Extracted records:
********
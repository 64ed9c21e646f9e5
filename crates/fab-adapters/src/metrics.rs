//! Parsers de métricas desde salidas de herramientas.
//!
//! Las herramientas reportan en formatos propios (JSON embebido en el log de
//! yosys, líneas de resumen de OpenROAD, reporte plano de magic); aquí se
//! traducen al mapa de métricas del estado. Los nombres siguen la convención
//! `<etapa>__<métrica>`.

use indexmap::IndexMap;
use serde_json::Value as Json;

/// Extrae el bloque `stat -json` del log de yosys y lo proyecta a métricas
/// de síntesis. El log puede contener texto antes y después del JSON.
pub fn parse_yosys_stats(log: &str) -> IndexMap<String, Json> {
    let mut out = IndexMap::new();
    let Some(blob) = last_json_object(log) else {
        log::warn!("no stat -json block found in yosys log");
        return out;
    };
    let Ok(parsed) = serde_json::from_str::<Json>(&blob) else {
        log::warn!("stat -json block does not parse");
        return out;
    };
    let design = parsed.get("design").unwrap_or(&parsed);
    for (source, metric) in [("num_cells", "synthesis__cell_count"),
                             ("num_wires", "synthesis__wire_count"),
                             ("num_memories", "synthesis__memory_count"),
                             ("area", "synthesis__area")]
    {
        if let Some(v) = design.get(source) {
            out.insert(metric.to_string(), v.clone());
        }
    }
    out
}

/// Último objeto JSON balanceado dentro de un texto libre.
fn last_json_object(text: &str) -> Option<String> {
    let bytes = text.as_bytes();
    let mut best: Option<(usize, usize)> = None;
    let mut i = 0;
    while i < bytes.len() {
        if bytes[i] == b'{' {
            if let Some(end) = matching_brace(bytes, i) {
                best = Some((i, end));
                i = end + 1;
                continue;
            }
        }
        i += 1;
    }
    best.map(|(start, end)| text[start..=end].to_string())
}

fn matching_brace(bytes: &[u8], start: usize) -> Option<usize> {
    let mut depth = 0usize;
    let mut in_string = false;
    let mut escaped = false;
    for (offset, b) in bytes[start..].iter().enumerate() {
        if in_string {
            if escaped {
                escaped = false;
            } else if *b == b'\\' {
                escaped = true;
            } else if *b == b'"' {
                in_string = false;
            }
            continue;
        }
        match b {
            b'"' => in_string = true,
            b'{' => depth += 1,
            b'}' => {
                depth -= 1;
                if depth == 0 {
                    return Some(start + offset);
                }
            }
            _ => {}
        }
    }
    None
}

/// Largo total de cable reportado por el router en su log
/// (`Total wire length: <n> um`).
pub fn parse_routing_wirelength(log: &str) -> Option<f64> {
    const MARKER: &str = "Total wire length:";
    for line in log.lines() {
        if let Some(pos) = line.find(MARKER) {
            let rest = line[pos + MARKER.len()..].trim();
            let number: String = rest.chars().take_while(|c| c.is_ascii_digit() || *c == '.').collect();
            if let Ok(v) = number.parse() {
                return Some(v);
            }
        }
    }
    None
}

/// Cuenta violaciones en un reporte DRC de magic: cada regla violada aparece
/// como una línea de descripción seguida de una línea de coordenadas por
/// ocurrencia.
pub fn count_drc_violations(report: &str) -> u64 {
    report.lines()
          .map(str::trim)
          .filter(|line| !line.is_empty())
          .filter(|line| {
              line.chars()
                  .all(|c| c.is_ascii_digit() || c.is_whitespace() || c == '.' || c == '-' || c == 'u' || c == 'm')
                  && line.chars().any(|c| c.is_ascii_digit())
          })
          .count() as u64
}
********
Problem description ->
Retype every line up to and including the one that contains "use indexmap::IndexMap;", beginning at the first line of the records, with no edits.

Reply to the exercise ->
repository 64ed9c21e646f9e5
filename crates/fab-adapters/src/metrics.rs
//! Parsers de métricas desde salidas de herramientas.
//!
//! Las herramientas reportan en formatos propios (JSON embebido en el log de
//! yosys, líneas de resumen de OpenROAD, reporte plano de magic); aquí se
//! traducen al mapa de métricas del estado. Los nombres siguen la convención
//! `<etapa>__<métrica>`.

use indexmap::IndexMap;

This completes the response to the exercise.